Oil on canvas – 43 x 99 cm
The Owl and the Pussycat is a poem about making the impossible possible. Inter-species love affairs are a rare thing and generally speaking birds and cats are sworn enemies, the only thing they have in common is a love of hunting. Yet in this poem the owl woos the cat and they end up getting married and living happily ever after
There is something very English about so called nonsense poetry asides from Edward Lear there are several nonsense poems in Lewis Carroll’s Alice books. Kenneth Graham’s ‘Wind in the Willows’ is about as English as you an get and there are many other poets and artists who produced work on these themes, notably Richard Dadd’s marvelous fantasy picture ‘The Faery Feller’s Masterstroke’.
If we look at the influence of psychedelic music in the 60’s we find that the UK interpretation was very different to the American take. The English pop groups were very much influenced by writers such as Lear and Carroll, we can see that especially in the music of Pink Floyd when Syd Barret was the leader of the group. The English psychedelia was inclined towards whimsy and world of the imagination whereas the American music was much more hard edged possibly because the youth of America had to contend with the Vietnam war.
This is a painting that I was commissioned to do. I have always loved this poem and I like art that humanizes animals, sometimes this is called ‘Topsy Turvy World’ or the ‘World Turned Upside-down’. I wanted to paint a picture that was dreamy and atmospheric. The main problem I had was with the cat and how to make her look really ladylike.
The Owl and the Pussy-Cat
BY EDWARD LEAR
The Owl and the Pussy-cat went to sea
In a beautiful pea-green boat,
They took some honey, and plenty of money,
Wrapped up in a five-pound note.
The Owl looked up to the stars above,
And sang to a small guitar,
“O lovely Pussy! O Pussy, my love,
What a beautiful Pussy you are,
What a beautiful Pussy you are!”
Pussy said to the Owl, “You elegant fowl!

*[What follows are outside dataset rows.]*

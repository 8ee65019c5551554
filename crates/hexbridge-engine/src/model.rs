//! Board and player model types.
//!
//! Coordinates follow the engine's hex layout: a hex is addressed by
//! `(x, y)` and each of its six corners (nodes) and sides (edges) by an
//! extra index `n` in `0..6`.
//!
//! ```text
//!  nodes                 edges
//!    5---------0            0
//!   /           \      5 /     \ 1
//!  4             1      |       |
//!   \           /      4 \     / 2
//!    3---------2            3
//! ```

use std::fmt;

// ---------------------------------------------------------------------------
// Coordinates
// ---------------------------------------------------------------------------

/// Position of a hex on the board.
#[derive(Debug, Clone, Copy, PartialEq, Eq, Hash, PartialOrd, Ord)]
pub struct HexCoord {
    pub x: i32,
    pub y: i32,
}

impl HexCoord {
    pub fn new(x: i32, y: i32) -> Self {
        Self { x, y }
    }
}

impl fmt::Display for HexCoord {
    fn fmt(&self, f: &mut fmt::Formatter<'_>) -> fmt::Result {
        write!(f, "({}, {})", self.x, self.y)
    }
}

/// Position of a node: the hex it is addressed through plus its corner
/// index.
#[derive(Debug, Clone, Copy, PartialEq, Eq, Hash, PartialOrd, Ord)]
pub struct NodeCoord {
    pub x: i32,
    pub y: i32,
    pub n: u8,
}

impl NodeCoord {
    pub fn new(x: i32, y: i32, n: u8) -> Self {
        Self { x, y, n }
    }
}

impl fmt::Display for NodeCoord {
    fn fmt(&self, f: &mut fmt::Formatter<'_>) -> fmt::Result {
        write!(f, "node({}, {}, {})", self.x, self.y, self.n)
    }
}

/// Position of an edge: the hex it is addressed through plus its side
/// index.
#[derive(Debug, Clone, Copy, PartialEq, Eq, Hash, PartialOrd, Ord)]
pub struct EdgeCoord {
    pub x: i32,
    pub y: i32,
    pub n: u8,
}

impl EdgeCoord {
    pub fn new(x: i32, y: i32, n: u8) -> Self {
        Self { x, y, n }
    }
}

impl fmt::Display for EdgeCoord {
    fn fmt(&self, f: &mut fmt::Formatter<'_>) -> fmt::Result {
        write!(f, "edge({}, {}, {})", self.x, self.y, self.n)
    }
}

// ---------------------------------------------------------------------------
// Resources
// ---------------------------------------------------------------------------

/// A tradable resource card.
///
/// `#[non_exhaustive]` keeps downstream crates honest: anything that maps
/// resources to names must carry a fallback arm.
#[derive(Debug, Clone, Copy, PartialEq, Eq, Hash)]
#[non_exhaustive]
pub enum Resource {
    Brick,
    Ore,
    Wood,
    Sheep,
    Wheat,
}

/// What a tile produces. Deserts produce nothing.
#[derive(Debug, Clone, Copy, PartialEq, Eq, Hash)]
#[non_exhaustive]
pub enum HexType {
    Brick,
    Ore,
    Wood,
    Sheep,
    Wheat,
    Desert,
}

impl HexType {
    /// The card this tile yields, or `None` for a desert.
    pub fn resource(self) -> Option<Resource> {
        match self {
            Self::Brick => Some(Resource::Brick),
            Self::Ore => Some(Resource::Ore),
            Self::Wood => Some(Resource::Wood),
            Self::Sheep => Some(Resource::Sheep),
            Self::Wheat => Some(Resource::Wheat),
            Self::Desert => None,
        }
    }
}

impl From<Resource> for HexType {
    fn from(resource: Resource) -> Self {
        match resource {
            Resource::Brick => Self::Brick,
            Resource::Ore => Self::Ore,
            Resource::Wood => Self::Wood,
            Resource::Sheep => Self::Sheep,
            Resource::Wheat => Self::Wheat,
        }
    }
}

// ---------------------------------------------------------------------------
// Board elements
// ---------------------------------------------------------------------------

/// A map tile. Immutable once the board is generated.
#[derive(Debug, Clone, PartialEq, Eq)]
pub struct Tile {
    pub coord: HexCoord,
    pub kind: HexType,
    /// Production token (2..=12). Deserts carry 0.
    pub number: u8,
}

impl Tile {
    pub fn new(x: i32, y: i32, kind: HexType, number: u8) -> Self {
        Self {
            coord: HexCoord::new(x, y),
            kind,
            number,
        }
    }
}

/// Settlement or city.
#[derive(Debug, Clone, Copy, PartialEq, Eq, Hash)]
pub enum BuildingKind {
    Settlement,
    City,
}

/// A building owned by the player with `color`.
#[derive(Debug, Clone, PartialEq, Eq)]
pub struct Building {
    pub kind: BuildingKind,
    pub color: String,
}

impl Building {
    pub fn settlement(color: impl Into<String>) -> Self {
        Self {
            kind: BuildingKind::Settlement,
            color: color.into(),
        }
    }

    pub fn city(color: impl Into<String>) -> Self {
        Self {
            kind: BuildingKind::City,
            color: color.into(),
        }
    }

    /// Victory points this building is worth.
    pub fn points(&self) -> u32 {
        match self.kind {
            BuildingKind::Settlement => 1,
            BuildingKind::City => 2,
        }
    }
}

/// A trade port. `kind: None` is a generic port that accepts any resource.
#[derive(Debug, Clone, Copy, PartialEq, Eq)]
pub struct Port {
    pub kind: Option<Resource>,
    pub rate: u32,
}

impl Port {
    pub fn generic(rate: u32) -> Self {
        Self { kind: None, rate }
    }

    pub fn specific(resource: Resource, rate: u32) -> Self {
        Self {
            kind: Some(resource),
            rate,
        }
    }
}

/// A road owned by the player with `color`.
#[derive(Debug, Clone, PartialEq, Eq)]
pub struct Road {
    pub color: String,
}

impl Road {
    pub fn new(color: impl Into<String>) -> Self {
        Self {
            color: color.into(),
        }
    }
}

/// A graph vertex. Its port, if any, is the only stored port on the board.
#[derive(Debug, Clone, PartialEq, Eq)]
pub struct Node {
    pub coord: NodeCoord,
    pub building: Option<Building>,
    pub port: Option<Port>,
}

impl Node {
    pub fn new(coord: NodeCoord) -> Self {
        Self {
            coord,
            building: None,
            port: None,
        }
    }

    pub fn has_building(&self) -> bool {
        self.building.is_some()
    }

    pub fn has_port(&self) -> bool {
        self.port.is_some()
    }
}

/// A graph edge between two nodes. Endpoints are coordinates, looked up
/// on the board when needed; the edge owns neither node.
#[derive(Debug, Clone, PartialEq, Eq)]
pub struct Edge {
    pub coord: EdgeCoord,
    pub endpoints: [NodeCoord; 2],
    pub road: Option<Road>,
}

impl Edge {
    pub fn new(coord: EdgeCoord, endpoints: [NodeCoord; 2]) -> Self {
        Self {
            coord,
            endpoints,
            road: None,
        }
    }

    pub fn has_road(&self) -> bool {
        self.road.is_some()
    }
}

// ---------------------------------------------------------------------------
// Players and messages
// ---------------------------------------------------------------------------

/// Public identity of a player, as other players see it.
#[derive(Debug, Clone, PartialEq, Eq, Hash)]
pub struct PlayerInfo {
    pub first_name: String,
    pub last_name: String,
    pub color: String,
}

impl PlayerInfo {
    pub fn full_name(&self) -> String {
        if self.last_name.is_empty() {
            self.first_name.clone()
        } else {
            format!("{} {}", self.first_name, self.last_name)
        }
    }
}

impl fmt::Display for PlayerInfo {
    fn fmt(&self, f: &mut fmt::Formatter<'_>) -> fmt::Result {
        write!(f, "{} ({})", self.full_name(), self.color)
    }
}

/// One chat line. `sender: None` marks a message from the game admin.
#[derive(Debug, Clone, PartialEq, Eq)]
pub struct Message {
    pub sender: Option<PlayerInfo>,
    pub text: String,
}

impl Message {
    pub fn from_player(sender: PlayerInfo, text: impl Into<String>) -> Self {
        Self {
            sender: Some(sender),
            text: text.into(),
        }
    }

    pub fn from_admin(text: impl Into<String>) -> Self {
        Self {
            sender: None,
            text: text.into(),
        }
    }
}

/// A trade offer: `bidder` receives `give_count` of `give` in exchange
/// for one `receive`. `bidder: None` means the bank.
#[derive(Debug, Clone, PartialEq, Eq)]
pub struct Quote {
    pub bidder: Option<PlayerInfo>,
    pub receive: Resource,
    pub give: Resource,
    pub give_count: u32,
}
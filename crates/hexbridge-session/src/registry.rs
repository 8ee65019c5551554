//! The identity registry: opaque token → player handle.
//!
//! # Lifecycle contract
//!
//! Entries are never removed. Every player ever bound during the process
//! lifetime stays reachable by its token, so memory grows with the number
//! of distinct players created. The registry is an injected service
//! (`Arc<IdentityRegistry<P>>`), not a global, so an eviction policy can be
//! added here later without touching callers.
//!
//! # Concurrency note
//!
//! Unlike a single-owner manager, the registry is shared by every request
//! handler at once. A `tokio::sync::RwLock` around the map gives many
//! concurrent readers and serialized writers; each key is linearizable.
//! Nothing is promised about ordering across keys.

use std::collections::hash_map::Entry;
use std::collections::HashMap;
use std::sync::Arc;

use tokio::sync::RwLock;

use crate::{IdentityToken, SessionError};

/// Process-wide map from [`IdentityToken`] to player handle.
pub struct IdentityRegistry<P> {
    players: RwLock<HashMap<IdentityToken, Arc<P>>>,
}

impl<P: Send + Sync> IdentityRegistry<P> {
    /// Creates an empty registry.
    pub fn new() -> Self {
        Self {
            players: RwLock::new(HashMap::new()),
        }
    }

    /// Registers `player` under `token`.
    ///
    /// Putting the same player (the same `Arc`) under the same token again
    /// is a no-op. A token never moves to a different player.
    ///
    /// # Errors
    /// [`SessionError::TokenCollision`] if `token` already belongs to a
    /// different player. The existing binding is left untouched.
    pub async fn put(
        &self,
        token: IdentityToken,
        player: Arc<P>,
    ) -> Result<(), SessionError> {
        let mut players = self.players.write().await;
        match players.entry(token) {
            Entry::Occupied(existing) => {
                if Arc::ptr_eq(existing.get(), &player) {
                    return Ok(());
                }
                tracing::error!(
                    token = %existing.key(),
                    "identity token already bound to another player"
                );
                Err(SessionError::TokenCollision(existing.key().clone()))
            }
            Entry::Vacant(slot) => {
                tracing::debug!(token = %slot.key(), "identity registered");
                slot.insert(player);
                Ok(())
            }
        }
    }

    /// Looks up the player bound to `token`.
    pub async fn get(&self, token: &IdentityToken) -> Option<Arc<P>> {
        self.players.read().await.get(token).cloned()
    }

    /// Number of tokens ever registered.
    pub async fn len(&self) -> usize {
        self.players.read().await.len()
    }

    pub async fn is_empty(&self) -> bool {
        self.players.read().await.is_empty()
    }
}

impl<P: Send + Sync> Default for IdentityRegistry<P> {
    fn default() -> Self {
        Self::new()
    }
}
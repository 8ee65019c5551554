//! Unified error type for hexbridge.

use hexbridge_engine::EngineError;
use hexbridge_protocol::ProtocolError;
use hexbridge_session::{SessionError, SessionId};
use hexbridge_view::ViewError;

/// Top-level error that wraps all crate-specific errors.
///
/// When using the `hexbridge` meta-crate, you deal with this single
/// error type instead of importing errors from each sub-crate.
/// The `#[from]` attribute on each variant auto-generates `From` impls,
/// so the `?` operator converts sub-crate errors automatically.
#[derive(Debug, thiserror::Error)]
pub enum HexbridgeError {
    /// Encoding or embedding a document failed.
    #[error(transparent)]
    Protocol(#[from] ProtocolError),

    /// The engine refused an operation (unknown color, full game, ...).
    #[error(transparent)]
    Engine(#[from] EngineError),

    /// Sign-in or player binding failed.
    #[error(transparent)]
    Session(#[from] SessionError),

    /// A board element could not be rendered.
    #[error(transparent)]
    View(#[from] ViewError),

    /// The session has no player. The page layer should send the user to
    /// sign in or join a game.
    #[error("session {0} has no player")]
    NotPlaying(SessionId),
}
//! Game engine seam for hexbridge.
//!
//! The bridge does not run the game. It reads a board owned by the
//! engine, reads each player's message log, and forwards chat. This crate
//! defines that seam:
//!
//! - [`BoardView`]: read access to tiles, nodes, and edges
//! - [`ChatSink`]: where chat submissions are forwarded
//! - [`Seat`]: the capability set a player adapter implements
//! - [`MessageLog`]: a player's append-only chat log
//!
//! It also ships the in-memory engine objects the bridge is wired to:
//! [`Board`] (an `RwLock`-guarded board graph) and [`GameAdmin`] (owns a
//! board and the seats registered to it). Game rules (dice, trades, turn
//! order) are not here.
//!
//! ```text
//! GameAdmin ──owns──→ Board ←──reads── projector
//!     │
//!     └──delivers chat──→ Seat::chat_msg ──→ MessageLog ←──reads── feed
//! ```

mod admin;
mod board;
mod error;
mod log;
mod model;
mod seat;

pub use admin::{GameAdmin, GameConfig};
pub use board::{edge_port, Board, BoardView};
pub use error::EngineError;
pub use log::MessageLog;
pub use model::{
    Building, BuildingKind, Edge, EdgeCoord, HexCoord, HexType, Message,
    Node, NodeCoord, PlayerInfo, Port, Quote, Resource, Road, Tile,
};
pub use seat::{ChatSink, Seat};
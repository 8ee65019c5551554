//! Seats two players on a small board, plays a few moves, and prints what
//! each browser would receive: the board script and the chat feed.
//!
//! Run with `RUST_LOG=debug` to see the bridge's own logging.

use std::sync::Arc;

use hexbridge::prelude::*;

// ---------------------------------------------------------------------------
// Board
// ---------------------------------------------------------------------------

fn board() -> Board {
    Board::from_tiles([
        Tile::new(0, 0, HexType::Wood, 8),
        Tile::new(1, 0, HexType::Brick, 5),
        Tile::new(0, 1, HexType::Desert, 0),
        Tile::new(1, 1, HexType::Ore, 10),
    ])
}

async fn sign_in_and_join(
    bridge: &Bridge,
    game: &Arc<GameAdmin<WebPlayer>>,
    username: &str,
    color: &str,
) -> Result<Session, HexbridgeError> {
    let mut session = Session::new();
    bridge.sign_in(&mut session, username)?;
    let player = bridge
        .join_game(&mut session, game, username, "", Some(color))
        .await?;
    tracing::info!(player = %player.info(), "seated");
    Ok(session)
}

#[tokio::main]
async fn main() -> Result<(), Box<dyn std::error::Error>> {
    tracing_subscriber::fmt()
        .with_env_filter(tracing_subscriber::EnvFilter::from_default_env())
        .init();

    let bridge = Bridge::builder().config(BridgeConfig::default()).build();
    let game = bridge.new_game(Arc::new(board()));

    let ann = sign_in_and_join(&bridge, &game, "Ann", "red").await?;
    let wes = sign_in_and_join(&bridge, &game, "Wes", "white").await?;

    game.board()
        .set_port(NodeCoord::new(1, 1, 0), Port::specific(Resource::Ore, 2))
        .await?;
    game.place_building("red", NodeCoord::new(0, 0, 3), BuildingKind::Settlement)
        .await?;
    game.place_building("white", NodeCoord::new(1, 0, 1), BuildingKind::City)
        .await?;
    game.place_road("white", EdgeCoord::new(1, 0, 1)).await?;

    game.admin_msg("Game started").await;
    bridge.post_chat(&ann, &mut ChatInput::new("good luck")).await?;
    bridge.post_chat(&wes, &mut ChatInput::new("you too")).await?;

    if let Some(script) = bridge.board_script(&ann).await? {
        println!("{script}");
    }
    for (name, session) in [("Ann", &ann), ("Wes", &wes)] {
        if let Some(feed) = bridge.feed(session).await {
            println!("-- feed for {name} --");
            println!("{}", serde_json::to_string_pretty(&feed)?);
        }
    }

    Ok(())
}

How charmingly sweet you sing!
O let us be married! too long we have tarried:
But what shall we do for a ring?”
They sailed away, for a year and a day,
To the land where the Bong-Tree grows
And there in a wood a Piggy-wig stood
With a ring at the end of his nose,
With a ring at the end of his nose.
“Dear Pig, are you willing to sell for one shilling
Your ring?” Said the Piggy, “I will.”
So they took it away, and were married next day
By the Turkey who lives on the hill.
They dined on mince, and slices of quince,
Which they ate with a runcible spoon;
And hand in hand, on the edge of the sand,
They danced by the light of the moon,
They danced by the light of the moon.